▶ **Your assignment**
All lines in the data bearing the string "videos" should be identified and copied.

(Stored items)

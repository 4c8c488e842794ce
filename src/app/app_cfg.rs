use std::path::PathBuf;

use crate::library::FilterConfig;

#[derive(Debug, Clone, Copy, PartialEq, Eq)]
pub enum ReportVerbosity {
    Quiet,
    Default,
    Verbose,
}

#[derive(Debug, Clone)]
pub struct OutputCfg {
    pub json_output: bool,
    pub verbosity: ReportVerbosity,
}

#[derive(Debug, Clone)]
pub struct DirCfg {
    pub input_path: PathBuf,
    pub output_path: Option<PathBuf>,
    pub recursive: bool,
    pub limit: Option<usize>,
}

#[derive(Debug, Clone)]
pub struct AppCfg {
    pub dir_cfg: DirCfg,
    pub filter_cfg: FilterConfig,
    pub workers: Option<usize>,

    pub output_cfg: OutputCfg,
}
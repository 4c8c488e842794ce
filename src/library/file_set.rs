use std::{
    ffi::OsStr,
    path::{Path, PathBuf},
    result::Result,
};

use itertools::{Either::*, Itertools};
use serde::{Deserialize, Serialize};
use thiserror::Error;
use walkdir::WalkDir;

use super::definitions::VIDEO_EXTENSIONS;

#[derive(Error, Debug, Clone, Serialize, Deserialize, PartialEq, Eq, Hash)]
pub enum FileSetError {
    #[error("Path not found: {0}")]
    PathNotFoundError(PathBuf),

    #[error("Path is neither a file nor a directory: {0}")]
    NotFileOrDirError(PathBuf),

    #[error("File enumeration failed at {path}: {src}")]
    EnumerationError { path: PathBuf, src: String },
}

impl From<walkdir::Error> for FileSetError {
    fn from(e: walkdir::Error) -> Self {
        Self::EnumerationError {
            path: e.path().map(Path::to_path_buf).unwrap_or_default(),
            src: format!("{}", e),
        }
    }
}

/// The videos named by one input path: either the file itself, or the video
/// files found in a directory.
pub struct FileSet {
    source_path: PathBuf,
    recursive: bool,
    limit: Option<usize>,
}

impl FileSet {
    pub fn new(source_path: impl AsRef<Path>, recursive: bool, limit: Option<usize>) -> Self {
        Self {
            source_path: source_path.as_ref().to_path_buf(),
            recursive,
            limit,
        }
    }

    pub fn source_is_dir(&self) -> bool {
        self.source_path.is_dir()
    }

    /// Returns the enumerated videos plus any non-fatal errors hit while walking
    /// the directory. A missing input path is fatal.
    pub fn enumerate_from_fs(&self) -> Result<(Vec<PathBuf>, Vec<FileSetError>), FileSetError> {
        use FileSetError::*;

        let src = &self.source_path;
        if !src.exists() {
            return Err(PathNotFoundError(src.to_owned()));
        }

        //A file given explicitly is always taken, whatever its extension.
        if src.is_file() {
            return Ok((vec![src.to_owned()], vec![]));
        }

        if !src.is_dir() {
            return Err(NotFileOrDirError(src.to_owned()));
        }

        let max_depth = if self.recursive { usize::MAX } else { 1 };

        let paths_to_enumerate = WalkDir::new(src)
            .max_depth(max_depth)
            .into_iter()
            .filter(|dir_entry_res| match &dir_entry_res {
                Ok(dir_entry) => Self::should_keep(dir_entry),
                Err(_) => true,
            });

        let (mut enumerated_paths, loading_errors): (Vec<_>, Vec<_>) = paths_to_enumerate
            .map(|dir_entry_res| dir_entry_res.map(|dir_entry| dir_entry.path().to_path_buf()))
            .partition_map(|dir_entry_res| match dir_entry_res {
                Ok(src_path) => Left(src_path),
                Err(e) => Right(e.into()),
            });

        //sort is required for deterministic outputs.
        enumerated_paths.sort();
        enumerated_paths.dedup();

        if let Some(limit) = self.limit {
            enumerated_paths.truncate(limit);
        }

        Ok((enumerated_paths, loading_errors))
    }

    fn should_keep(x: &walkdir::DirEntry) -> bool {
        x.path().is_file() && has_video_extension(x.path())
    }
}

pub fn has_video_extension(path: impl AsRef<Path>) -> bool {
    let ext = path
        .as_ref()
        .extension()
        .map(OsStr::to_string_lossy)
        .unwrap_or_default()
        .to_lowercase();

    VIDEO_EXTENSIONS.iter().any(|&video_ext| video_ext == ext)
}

▶ **Task solution**
/// The videos named by one input path: either the file itself, or the video
    /// Returns the enumerated videos plus any non-fatal errors hit while walking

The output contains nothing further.